Collected data
========================================

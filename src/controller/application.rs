//! # Application Controller
//!
//! Reconciles an application integration in the identity directory together
//! with the federated credentials the provisioning service holds for it.
//!
//! ## Create
//!
//! 1. Create the application in the directory
//! 2. Fetch its signed metadata, re-fetching while the document is still empty
//! 3. Set the provisioning credentials
//!
//! A failure after step 1 leaves the application behind. The error carries
//! its id and is reported as partially applied, unless
//! `rollback_failed_create` deleted it again.
//!
//! ## Update
//!
//! Label and identity provider ARN are pushed to the directory and the signed
//! metadata is fetched, then the credentials are rotated: revoke, wait for the
//! revoke to land, set. A set issued while the revoke is still in flight would
//! be wiped by it. Nothing is called after the set.
//!
//! ## Delete
//!
//! Deleting the application invalidates its credentials on the remote side,
//! so no revoke is issued unless `revoke_credentials_on_delete` is set.

use async_trait::async_trait;
use std::sync::Arc;
use tokio_util::sync::CancellationToken;
use tracing::{error, field, info, info_span, warn, Instrument};

use crate::config::ControllerConfig;
use crate::controller::error::{Operation, ReconcileError, ResourceKind, Stage};
use crate::controller::validation::{validate_application_spec, validate_remote_id};
use crate::controller::wait::{await_revocation, fetch_metadata, OperationScope};
use crate::controller::ResourceController;
use crate::provider::{IdentityDirectory, Provisioning, RemoteApplication};
use crate::resource::{ApplicationRecord, ApplicationSpec, ProvisioningCredentials};

/// Controller for application integrations
pub struct ApplicationController {
    directory: Arc<dyn IdentityDirectory>,
    provisioning: Arc<dyn Provisioning>,
    config: ControllerConfig,
}

impl std::fmt::Debug for ApplicationController {
    fn fmt(&self, f: &mut std::fmt::Formatter<'_>) -> std::fmt::Result {
        f.debug_struct("ApplicationController")
            .field("config", &self.config)
            .finish_non_exhaustive()
    }
}

impl ApplicationController {
    pub fn new(
        directory: Arc<dyn IdentityDirectory>,
        provisioning: Arc<dyn Provisioning>,
        config: ControllerConfig,
    ) -> Self {
        Self {
            directory,
            provisioning,
            config,
        }
    }

    pub fn config(&self) -> &ControllerConfig {
        &self.config
    }

    fn scope<'a>(&self, operation: Operation, cancel: &'a CancellationToken) -> OperationScope<'a> {
        OperationScope::new(
            ResourceKind::Application,
            operation,
            cancel,
            self.config.remote_call_timeout(),
        )
    }

    async fn create_application(
        &self,
        scope: &mut OperationScope<'_>,
        spec: &ApplicationSpec,
    ) -> Result<ApplicationRecord, ReconcileError> {
        validate_application_spec(spec).map_err(|e| scope.invalid(&e))?;

        let app = scope
            .run(
                Stage::CreateApplication,
                &spec.name,
                self.directory.create_application(&spec.definition()),
            )
            .await?;
        scope.set_remote_id(&app.id);
        tracing::Span::current().record("remote_id", app.id.as_str());
        info!("Created application {} ({})", app.id, spec.name);

        match self.provision(scope, &app, &spec.credentials).await {
            Ok(document) => Ok(ApplicationRecord::from_remote(app, document)),
            Err(e) => Err(self.compensate(scope, &app.id, e).await),
        }
    }

    /// Metadata and credentials for a freshly created application
    async fn provision(
        &self,
        scope: &OperationScope<'_>,
        app: &RemoteApplication,
        credentials: &ProvisioningCredentials,
    ) -> Result<String, ReconcileError> {
        let document = fetch_metadata(
            scope,
            self.directory.as_ref(),
            &app.id,
            &app.signing_key_id,
            &self.config,
        )
        .await?;

        scope
            .run(
                Stage::SetCredentials,
                &app.id,
                self.provisioning.set_credentials(&app.id, credentials),
            )
            .await?;

        Ok(document)
    }

    /// Delete a half-created application when `rollback_failed_create` is set
    ///
    /// Cancelled creates are not compensated. A failed rollback is logged and
    /// the original error is returned unchanged.
    async fn compensate(
        &self,
        scope: &OperationScope<'_>,
        app_id: &str,
        err: ReconcileError,
    ) -> ReconcileError {
        if !self.config.rollback_failed_create || matches!(err, ReconcileError::Cancelled { .. }) {
            return err;
        }

        warn!("Rolling back application {} after failed create: {}", app_id, err);
        let rolled_back = match scope
            .call(
                Stage::DeleteApplication,
                app_id,
                self.directory.delete_application(app_id),
            )
            .await
        {
            Ok(Ok(())) => true,
            Ok(Err(e)) if e.is_not_found() => true,
            Ok(Err(e)) => {
                error!(
                    "Failed to roll back application {}, it is left behind: {}",
                    app_id, e
                );
                false
            }
            Err(cancelled) => {
                error!(
                    "Rollback of application {} interrupted, it is left behind: {}",
                    app_id, cancelled
                );
                false
            }
        };
        err.with_rollback(rolled_back)
    }

    async fn read_application(
        &self,
        scope: &mut OperationScope<'_>,
        app_id: &str,
    ) -> Result<Option<ApplicationRecord>, ReconcileError> {
        validate_remote_id(app_id).map_err(|e| scope.invalid(&e))?;
        scope.set_remote_id(app_id);

        let app = match scope
            .call(
                Stage::GetApplication,
                app_id,
                self.directory.get_application(app_id),
            )
            .await?
        {
            Ok(app) => app,
            Err(e) if e.is_not_found() => {
                info!("Application {} no longer exists in the directory", app_id);
                return Ok(None);
            }
            Err(e) => return Err(scope.fail(Stage::GetApplication, e)),
        };

        let document = fetch_metadata(
            scope,
            self.directory.as_ref(),
            &app.id,
            &app.signing_key_id,
            &self.config,
        )
        .await?;
        Ok(Some(ApplicationRecord::from_remote(app, document)))
    }

    async fn update_application(
        &self,
        scope: &mut OperationScope<'_>,
        app_id: &str,
        spec: &ApplicationSpec,
    ) -> Result<ApplicationRecord, ReconcileError> {
        validate_remote_id(app_id).map_err(|e| scope.invalid(&e))?;
        validate_application_spec(spec).map_err(|e| scope.invalid(&e))?;
        scope.set_remote_id(app_id);

        let app = scope
            .run(
                Stage::UpdateApplication,
                app_id,
                self.directory
                    .update_application(app_id, &spec.label, &spec.identity_provider_arn),
            )
            .await?;
        info!("Updated application {} ({})", app_id, spec.label);

        // The signing key survives the update, so the document is checked
        // before the credentials are touched
        let document = fetch_metadata(
            scope,
            self.directory.as_ref(),
            &app.id,
            &app.signing_key_id,
            &self.config,
        )
        .await?;

        scope
            .run(
                Stage::RevokeCredentials,
                app_id,
                self.provisioning.revoke_credentials(app_id),
            )
            .await?;
        await_revocation(scope, self.provisioning.as_ref(), app_id, &self.config).await?;
        scope
            .run(
                Stage::SetCredentials,
                app_id,
                self.provisioning.set_credentials(app_id, &spec.credentials),
            )
            .await?;
        info!("Rotated provisioning credentials of application {}", app_id);

        Ok(ApplicationRecord::from_remote(app, document))
    }

    async fn delete_application(
        &self,
        scope: &mut OperationScope<'_>,
        app_id: &str,
    ) -> Result<(), ReconcileError> {
        validate_remote_id(app_id).map_err(|e| scope.invalid(&e))?;
        scope.set_remote_id(app_id);

        if self.config.revoke_credentials_on_delete {
            match scope
                .call(
                    Stage::RevokeCredentials,
                    app_id,
                    self.provisioning.revoke_credentials(app_id),
                )
                .await?
            {
                Ok(()) => {}
                Err(e) if e.is_not_found() => {}
                Err(e) => return Err(scope.fail(Stage::RevokeCredentials, e)),
            }
        }

        match scope
            .call(
                Stage::DeleteApplication,
                app_id,
                self.directory.delete_application(app_id),
            )
            .await?
        {
            Ok(()) => {
                info!("Deleted application {}", app_id);
                Ok(())
            }
            Err(e) if e.is_not_found() => {
                info!("Application {} already deleted", app_id);
                Ok(())
            }
            Err(e) => Err(scope.fail(Stage::DeleteApplication, e)),
        }
    }
}

#[async_trait]
impl ResourceController for ApplicationController {
    const KIND: ResourceKind = ResourceKind::Application;
    type Spec = ApplicationSpec;
    type Record = ApplicationRecord;

    async fn create(
        &self,
        spec: &ApplicationSpec,
        cancel: &CancellationToken,
    ) -> Result<ApplicationRecord, ReconcileError> {
        let span = info_span!(
            "application.create",
            application.name = %spec.name,
            remote_id = field::Empty
        );
        let mut scope = self.scope(Operation::Create, cancel);
        let result = self
            .create_application(&mut scope, spec)
            .instrument(span)
            .await;
        scope.finish(&result);
        result
    }

    async fn read(
        &self,
        app_id: &String,
        cancel: &CancellationToken,
    ) -> Result<Option<ApplicationRecord>, ReconcileError> {
        let span = info_span!("application.read", remote_id = %app_id);
        let mut scope = self.scope(Operation::Read, cancel);
        let result = self.read_application(&mut scope, app_id).instrument(span).await;
        scope.finish(&result);
        result
    }

    async fn update(
        &self,
        app_id: &String,
        spec: &ApplicationSpec,
        cancel: &CancellationToken,
    ) -> Result<ApplicationRecord, ReconcileError> {
        let span = info_span!("application.update", remote_id = %app_id);
        let mut scope = self.scope(Operation::Update, cancel);
        let result = self
            .update_application(&mut scope, app_id, spec)
            .instrument(span)
            .await;
        scope.finish(&result);
        result
    }

    async fn delete(&self, app_id: &String, cancel: &CancellationToken) -> Result<(), ReconcileError> {
        let span = info_span!("application.delete", remote_id = %app_id);
        let mut scope = self.scope(Operation::Delete, cancel);
        let result = self.delete_application(&mut scope, app_id).instrument(span).await;
        scope.finish(&result);
        result
    }
}
//! # Observability
//!
//! Observability modules for metrics and logging.
//!
//! - `metrics`: Prometheus metrics collection
//! - `logging`: tracing subscriber setup

pub mod logging;
pub mod metrics;

// Re-export for convenience
pub use logging::init_logging;
pub use metrics::register_metrics;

========================================

* THE TASK *
Please return the lines above that run from the line containing "remote_id = field::Empty" to the line containing "let mut scope = self.scope(Operation::Read, cancel);", inclusive, exactly and with no other lines.

* SOLUTION FOR THIS EXERCISE *
            remote_id = field::Empty
        );
        let mut scope = self.scope(Operation::Create, cancel);
        let result = self
            .create_application(&mut scope, spec)
            .instrument(span)
            .await;
        scope.finish(&result);
        result
    }

    async fn read(
        &self,
        app_id: &String,
        cancel: &CancellationToken,
    ) -> Result<Option<ApplicationRecord>, ReconcileError> {
        let span = info_span!("application.read", remote_id = %app_id);
        let mut scope = self.scope(Operation::Read, cancel);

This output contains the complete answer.